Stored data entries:
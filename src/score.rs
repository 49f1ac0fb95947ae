use std::path::PathBuf;

use serde::{Deserialize, Serialize};

use crate::storage::{self, data_dir, read_json, write_json};

const SCORE_FILE_NAME: &str = "scores.json";

/// Where the best score lives between runs.
///
/// Both calls are fail-soft: implementations log problems and carry on, so
/// gameplay never waits on storage.
pub trait ScoreStore {
    fn load_best_score(&self) -> u32;
    fn save_best_score(&mut self, value: u32);
}

#[derive(Debug, Clone, Copy, Serialize, Deserialize)]
struct ScoreFile {
    best_score: u32,
}

/// Best score kept in a JSON file.
#[derive(Debug, Clone)]
pub struct JsonScoreStore {
    path: PathBuf,
}

impl JsonScoreStore {
    /// Store at the platform-correct data location.
    #[must_use]
    pub fn new() -> Self {
        Self::at(data_dir().join(SCORE_FILE_NAME))
    }

    #[must_use]
    pub fn at(path: PathBuf) -> Self {
        Self { path }
    }

    /// Reads the stored score, surfacing errors instead of swallowing them.
    pub fn try_load(&self) -> Result<u32, storage::StoreError> {
        Ok(read_json::<ScoreFile>(&self.path)?.map_or(0, |file| file.best_score))
    }
}

impl Default for JsonScoreStore {
    fn default() -> Self {
        Self::new()
    }
}

impl ScoreStore for JsonScoreStore {
    fn load_best_score(&self) -> u32 {
        self.try_load().unwrap_or_else(|error| {
            tracing::warn!(%error, "ignoring unreadable score file");
            0
        })
    }

    fn save_best_score(&mut self, value: u32) {
        if let Err(error) = write_json(&self.path, &ScoreFile { best_score: value }) {
            tracing::warn!(%error, best_score = value, "failed to save best score");
        }
    }
}

/// In-memory store for tests and `--no-save` runs.
#[derive(Debug, Clone, Default)]
pub struct MemoryScoreStore {
    best_score: u32,
    saves: usize,
}

impl MemoryScoreStore {
    #[must_use]
    pub fn with_best_score(best_score: u32) -> Self {
        Self {
            best_score,
            saves: 0,
        }
    }

    /// Number of times a score was saved.
    #[must_use]
    pub fn saves(&self) -> usize {
        self.saves
    }
}

impl ScoreStore for MemoryScoreStore {
    fn load_best_score(&self) -> u32 {
        self.best_score
    }

    fn save_best_score(&mut self, value: u32) {
        self.best_score = value;
        self.saves += 1;
    }
}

• **Work order**:
All of the records above must be reproduced exactly.

• **Problem solution**:
filename src/score.rs
repository 49f1ac0fb95947ae
use std::path::PathBuf;

use serde::{Deserialize, Serialize};

use crate::storage::{self, data_dir, read_json, write_json};

const SCORE_FILE_NAME: &str = "scores.json";

/// Where the best score lives between runs.
///
/// Both calls are fail-soft: implementations log problems and carry on, so
/// gameplay never waits on storage.
pub trait ScoreStore {
    fn load_best_score(&self) -> u32;
    fn save_best_score(&mut self, value: u32);
}

#[derive(Debug, Clone, Copy, Serialize, Deserialize)]
struct ScoreFile {
    best_score: u32,
}

/// Best score kept in a JSON file.
#[derive(Debug, Clone)]
pub struct JsonScoreStore {
    path: PathBuf,
}

impl JsonScoreStore {
    /// Store at the platform-correct data location.
    #[must_use]
    pub fn new() -> Self {
        Self::at(data_dir().join(SCORE_FILE_NAME))
    }

    #[must_use]
    pub fn at(path: PathBuf) -> Self {
        Self { path }
    }

    /// Reads the stored score, surfacing errors instead of swallowing them.
    pub fn try_load(&self) -> Result<u32, storage::StoreError> {
        Ok(read_json::<ScoreFile>(&self.path)?.map_or(0, |file| file.best_score))
    }
}

impl Default for JsonScoreStore {
    fn default() -> Self {
        Self::new()
    }
}

impl ScoreStore for JsonScoreStore {
    fn load_best_score(&self) -> u32 {
        self.try_load().unwrap_or_else(|error| {
            tracing::warn!(%error, "ignoring unreadable score file");
            0
        })
    }

    fn save_best_score(&mut self, value: u32) {
        if let Err(error) = write_json(&self.path, &ScoreFile { best_score: value }) {
            tracing::warn!(%error, best_score = value, "failed to save best score");
        }
    }
}

/// In-memory store for tests and `--no-save` runs.
#[derive(Debug, Clone, Default)]
pub struct MemoryScoreStore {
    best_score: u32,
    saves: usize,
}

impl MemoryScoreStore {
    #[must_use]
    pub fn with_best_score(best_score: u32) -> Self {
        Self {
            best_score,
            saves: 0,
        }
    }

    /// Number of times a score was saved.
    #[must_use]
    pub fn saves(&self) -> usize {
        self.saves
    }
}

impl ScoreStore for MemoryScoreStore {
    fn load_best_score(&self) -> u32 {
        self.best_score
    }

    fn save_best_score(&mut self, value: u32) {
        self.best_score = value;
        self.saves += 1;
    }
}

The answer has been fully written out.